Physician recruitment was achieved in several steps (see Figure 2). First, participation invitations were mailed and included a brief study description, explanation of participant duties, participation risks and benefits, and a postcard refusal option. After 12 days elapsed (adequate time for investigators to receive postcard refusals), physicians were telephoned to determine eligibility, willingness to participate, and availability for the interview. On average, six calls were needed to secure a time to interview the physicians. One strategy employed in the PD Study, differing slightly from similar studies (Main et al., 1993; Feldman et al., 1997), was to speak directly with the physician upon initial contact.
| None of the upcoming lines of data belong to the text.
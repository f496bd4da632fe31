//! Logging System
//!
//! Structured logging using the `tracing` crate. Standard output is reserved for
//! command results, so log records only ever go to stderr or a file.

use crate::error::ShellError;
use serde::{Deserialize, Serialize};
use std::collections::HashMap;
use std::path::PathBuf;
use tracing_subscriber::fmt::time::ChronoUtc;
use tracing_subscriber::{fmt, layer::SubscriberExt, util::SubscriberInitExt, EnvFilter, Registry};

/// Logging configuration
#[derive(Debug, Clone, PartialEq, Serialize, Deserialize)]
pub struct LoggingConfig {
    /// Master switch (default: off, the shell is quiet unless asked)
    #[serde(default)]
    pub enabled: bool,

    /// Log level: trace, debug, info, warn, error, off
    #[serde(default = "default_log_level")]
    pub level: String,

    /// Output format: json, text (default: text)
    #[serde(default = "default_format")]
    pub format: String,

    /// Output destination: stderr, file
    #[serde(default = "default_output")]
    pub output: String,

    /// Log file path (if output is "file")
    #[serde(default)]
    pub file: Option<PathBuf>,

    /// Enable colored output (text format on stderr only)
    #[serde(default = "default_true")]
    pub color: bool,

    /// Module-specific log levels
    #[serde(default)]
    pub modules: HashMap<String, String>,
}

fn default_log_level() -> String {
    "info".to_string()
}

fn default_format() -> String {
    "text".to_string()
}

fn default_output() -> String {
    "stderr".to_string()
}

fn default_true() -> bool {
    true
}

impl Default for LoggingConfig {
    fn default() -> Self {
        Self {
            enabled: false,
            level: default_log_level(),
            format: default_format(),
            output: default_output(),
            file: None,
            color: default_true(),
            modules: HashMap::new(),
        }
    }
}

/// Default log file location inside the user data directory.
pub fn default_log_file() -> Option<PathBuf> {
    crate::config::data_dir().map(|dir| dir.join("pamsh.log"))
}

/// Initialize the logging system
///
/// Priority order (highest to lowest):
/// 1. CLI arguments (already merged into `config` by the caller)
/// 2. Environment variables (PAMSH_LOG, PAMSH_LOG_FORMAT, PAMSH_LOG_OUTPUT)
/// 3. Configuration file
/// 4. Defaults
pub fn init_logging(config: Option<&LoggingConfig>) -> Result<(), ShellError> {
    let enabled = config.map(|c| c.enabled).unwrap_or(false);
    if !enabled && std::env::var("PAMSH_LOG").is_err() {
        return Ok(());
    }

    let filter = build_env_filter(config)?;
    let format = determine_format(config)?;
    let output = determine_output(config)?;
    let base_subscriber = Registry::default().with(filter);
    let use_color = config.map(|c| c.color).unwrap_or(true);

    let get_file_writer = || -> Result<std::fs::File, ShellError> {
        let log_file = config
            .and_then(|c| c.file.clone())
            .or_else(default_log_file)
            .ok_or_else(|| ShellError::Config("No log file path available".to_string()))?;

        if let Some(parent) = log_file.parent() {
            std::fs::create_dir_all(parent).map_err(|e| {
                ShellError::Config(format!("Failed to create log directory: {}", e))
            })?;
        }
        std::fs::OpenOptions::new()
            .create(true)
            .append(true)
            .open(&log_file)
            .map_err(|e| {
                ShellError::Config(format!("Failed to open log file {:?}: {}", log_file, e))
            })
    };

    if format == "json" {
        if output == LogOutput::File {
            let file_writer = get_file_writer()?;
            base_subscriber
                .with(
                    fmt::layer()
                        .json()
                        .with_target(true)
                        .with_timer(ChronoUtc::rfc_3339())
                        .with_writer(std::sync::Mutex::new(file_writer)),
                )
                .init();
        } else {
            base_subscriber
                .with(
                    fmt::layer()
                        .json()
                        .with_target(true)
                        .with_timer(ChronoUtc::rfc_3339())
                        .with_writer(std::io::stderr),
                )
                .init();
        }
    } else if output == LogOutput::File {
        let file_writer = get_file_writer()?;
        base_subscriber
            .with(
                fmt::layer()
                    .with_target(true)
                    .with_timer(ChronoUtc::rfc_3339())
                    .with_ansi(false)
                    .with_writer(std::sync::Mutex::new(file_writer)),
            )
            .init();
    } else {
        base_subscriber
            .with(
                fmt::layer()
                    .with_target(true)
                    .with_timer(ChronoUtc::rfc_3339())
                    .with_ansi(use_color)
                    .with_writer(std::io::stderr),
            )
            .init();
    }

    Ok(())
}

/// Build environment filter from config or environment variables
fn build_env_filter(config: Option<&LoggingConfig>) -> Result<EnvFilter, ShellError> {
    if let Ok(filter) = EnvFilter::try_from_env("PAMSH_LOG") {
        return Ok(filter);
    }

    let level = config.map(|c| c.level.as_str()).unwrap_or("info");
    if level == "off" {
        return Ok(EnvFilter::new("off"));
    }

    let mut filter = EnvFilter::new(level);
    if let Some(config) = config {
        for (module, module_level) in &config.modules {
            let directive = format!("{}={}", module, module_level);
            filter = filter.add_directive(
                directive
                    .parse()
                    .map_err(|e| ShellError::Config(format!("Invalid log directive: {}", e)))?,
            );
        }
    }

    Ok(filter)
}

/// Determine output format from config or environment
fn determine_format(config: Option<&LoggingConfig>) -> Result<String, ShellError> {
    if let Ok(format) = std::env::var("PAMSH_LOG_FORMAT") {
        if format == "json" || format == "text" {
            return Ok(format);
        }
    }

    let format = config.map(|c| c.format.as_str()).unwrap_or("text");
    if format != "json" && format != "text" {
        return Err(ShellError::Config(format!(
            "Invalid log format: {} (must be 'json' or 'text')",
            format
        )));
    }

    Ok(format.to_string())
}

#[derive(Debug, Clone, Copy, PartialEq, Eq)]
enum LogOutput {
    Stderr,
    File,
}

fn determine_output(config: Option<&LoggingConfig>) -> Result<LogOutput, ShellError> {
    if let Ok(output) = std::env::var("PAMSH_LOG_OUTPUT") {
        return parse_output(&output);
    }
    parse_output(config.map(|c| c.output.as_str()).unwrap_or("stderr"))
}

fn parse_output(output: &str) -> Result<LogOutput, ShellError> {
    match output {
        "stderr" => Ok(LogOutput::Stderr),
        "file" => Ok(LogOutput::File),
        _ => Err(ShellError::Config(format!(
            "Invalid log output: {} (must be 'stderr' or 'file')",
            output
        ))),
    }
}
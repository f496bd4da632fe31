//! Name-keyed command registry.

use super::command::Command;
use std::collections::BTreeMap;

/// Registry of commands, keyed by name. Built once at start-up.
#[derive(Default)]
pub struct CommandRegistry {
    commands: BTreeMap<String, Box<dyn Command>>,
}

impl CommandRegistry {
    pub fn new() -> Self {
        Self::default()
    }

    /// Register a command. A later registration with the same name replaces the earlier one.
    pub fn register(&mut self, command: Box<dyn Command>) {
        self.commands.insert(command.name().to_string(), command);
    }

    pub fn get(&self, name: &str) -> Option<&dyn Command> {
        self.commands.get(name).map(|c| c.as_ref())
    }

    /// Registered names in lexicographic order.
    pub fn names(&self) -> Vec<&str> {
        self.commands.keys().map(String::as_str).collect()
    }

    pub fn iter(&self) -> impl Iterator<Item = &dyn Command> {
        self.commands.values().map(|c| c.as_ref())
    }

    pub fn len(&self) -> usize {
        self.commands.len()
    }

    pub fn is_empty(&self) -> bool {
        self.commands.is_empty()
    }
}
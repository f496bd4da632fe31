//! Tab completion for the interactive line editor.

use super::registry::CommandRegistry;
use rustyline::completion::{Completer, Pair};
use rustyline::highlight::Highlighter;
use rustyline::hint::Hinter;
use rustyline::validate::Validator;
use rustyline::{Context, Helper};
use std::borrow::Cow;
use std::collections::BTreeMap;

/// Completes command names in the first word and subcommand names in the second.
pub struct ShellCompletion {
    commands: Vec<String>,
    subcommands: BTreeMap<String, Vec<String>>,
}

impl ShellCompletion {
    pub fn from_registry(registry: &CommandRegistry) -> Self {
        let mut commands: Vec<String> = registry.names().into_iter().map(str::to_string).collect();
        commands.extend(["exit", "quit"].iter().map(|s| s.to_string()));
        commands.sort();
        commands.dedup();

        let subcommands = registry
            .iter()
            .filter_map(|cmd| {
                let subs = cmd.subcommands()?;
                let mut names: Vec<String> =
                    subs.subcommand_names().iter().map(|s| s.to_string()).collect();
                names.sort();
                Some((cmd.name().to_string(), names))
            })
            .collect();

        Self {
            commands,
            subcommands,
        }
    }

    /// Candidates for the word under the cursor, with the byte offset it starts at.
    pub fn candidates(&self, line: &str) -> (usize, Vec<String>) {
        let start = line
            .char_indices()
            .rev()
            .find(|(_, c)| c.is_whitespace())
            .map(|(i, c)| i + c.len_utf8())
            .unwrap_or(0);
        let prefix = &line[start..];
        let preceding: Vec<&str> = line[..start].split_whitespace().collect();

        let pool: &[String] = match preceding.as_slice() {
            [] => &self.commands,
            [command] => match self.subcommands.get(*command) {
                Some(names) => names,
                None => return (start, Vec::new()),
            },
            _ => return (start, Vec::new()),
        };

        let matches = pool
            .iter()
            .filter(|name| name.starts_with(prefix))
            .cloned()
            .collect();
        (start, matches)
    }
}

impl Helper for ShellCompletion {}

impl Completer for ShellCompletion {
    type Candidate = Pair;

    fn complete(
        &self,
        line: &str,
        pos: usize,
        _ctx: &Context<'_>,
    ) -> rustyline::Result<(usize, Vec<Pair>)> {
        let (start, names) = self.candidates(&line[..pos]);
        let pairs = names
            .into_iter()
            .map(|name| Pair {
                display: name.clone(),
                replacement: name,
            })
            .collect();
        Ok((start, pairs))
    }
}

impl Hinter for ShellCompletion {
    type Hint = String;

    fn hint(&self, _line: &str, _pos: usize, _ctx: &Context<'_>) -> Option<String> {
        None
    }
}

impl Highlighter for ShellCompletion {
    fn highlight<'l>(&self, line: &'l str, _pos: usize) -> Cow<'l, str> {
        Cow::Borrowed(line)
    }

    fn highlight_char(&self, _line: &str, _pos: usize, _forced: bool) -> bool {
        false
    }
}

impl Validator for ShellCompletion {}
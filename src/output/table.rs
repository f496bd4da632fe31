//! Tabular rendering. Classifies the value by shape and never fails.

use super::cell::{format_cell, is_suppressed};
use super::value::{DisplayValue, Record};
use comfy_table::presets::UTF8_BORDERS_ONLY;
use comfy_table::Table;

/// Printed instead of an empty table.
pub const NO_DATA: &str = "No data to display.";

/// Render any value as text.
pub fn render(value: &DisplayValue) -> String {
    match value {
        DisplayValue::Null => NO_DATA.to_string(),
        DisplayValue::List(items) if items.is_empty() => NO_DATA.to_string(),
        DisplayValue::Map(entries) if entries.is_empty() => NO_DATA.to_string(),
        DisplayValue::List(items) => match items.first() {
            Some(DisplayValue::Record(first)) => render_collection(first, items),
            _ => items.iter().map(format_cell).collect::<Vec<_>>().join("\n"),
        },
        DisplayValue::Record(record) => render_record(record),
        DisplayValue::Map(entries) => render_map(entries),
        scalar => format_cell(scalar),
    }
}

/// One column per non-composite field of the first record, one row per element.
fn render_collection(first: &Record, items: &[DisplayValue]) -> String {
    let columns: Vec<_> = first
        .fields()
        .iter()
        .filter(|f| !f.value().is_composite())
        .collect();

    let mut table = new_table();
    table.set_header(columns.iter().map(|f| f.display_name()).collect::<Vec<_>>());
    for item in items {
        let row: Vec<String> = match item {
            DisplayValue::Record(record) => columns
                .iter()
                .map(|col| record.get(col.ident()).map(format_cell).unwrap_or_default())
                .collect(),
            other => {
                let mut cells = vec![String::new(); columns.len()];
                if let Some(first_cell) = cells.first_mut() {
                    *first_cell = format_cell(other);
                }
                cells
            }
        };
        table.add_row(row);
    }
    table.to_string()
}

/// Field/Value table, skipping fields that format to an empty or zero marker.
fn render_record(record: &Record) -> String {
    let mut table = new_table();
    table.set_header(vec!["FIELD", "VALUE"]);
    for field in record.fields() {
        let formatted = format_cell(field.value());
        if is_suppressed(&formatted) {
            continue;
        }
        table.add_row(vec![field.display_name(), formatted]);
    }
    table.to_string()
}

fn render_map(entries: &[(String, DisplayValue)]) -> String {
    let mut table = new_table();
    table.set_header(vec!["KEY", "VALUE"]);
    for (key, value) in entries {
        table.add_row(vec![key.clone(), format_cell(value)]);
    }
    table.to_string()
}

fn new_table() -> Table {
    let mut table = Table::new();
    table.load_preset(UTF8_BORDERS_ONLY);
    table
}
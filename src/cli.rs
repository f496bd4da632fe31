//! CLI domain: parse, route and output only.
//! The shell engine lives in `shell`; this layer wires it to the process.

mod output;
mod parse;
mod route;

pub use output::map_error;
pub use parse::Cli;
pub use route::{load_config, run, RunMode};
Researchers avoided speaking with or scheduling the interview through a gatekeeper, a method that decreased the number of calls required to make physician contact.

Figure 2
Physician-participant recruitment flow and procedure

Physicians, once reached and agreeing to participate, were informed that their responses would be kept confidential, that only group data would be reported, that interviews would be conducted at convenient times in their offices, that this study has no affiliation with a pharmaceutical company, and that physician time would be compensated with $125. Once the interview was scheduled, the research team interviewer received one randomly selected virtual case vignette out of a possible 32.

Final study sample

Participants were 404 primary care physicians. Specifically, we sent mailings to 942 physicians inviting them to participate in the study. Thirty-six physicians returned the postcards, indicating a refusal to participate. Of the 906 remaining physicians, 418 (44%) were eligible and agreed to participate, 340 (36%) were ineligible, and 184 refused to participate (20%, ie, 36, refused by postcard and 148 refused by phone). Of the 418 physicians who were interviewed, 14 were later removed from the data pool (ie, their interview records were discarded) because of large amounts of missing data or significant technology problems.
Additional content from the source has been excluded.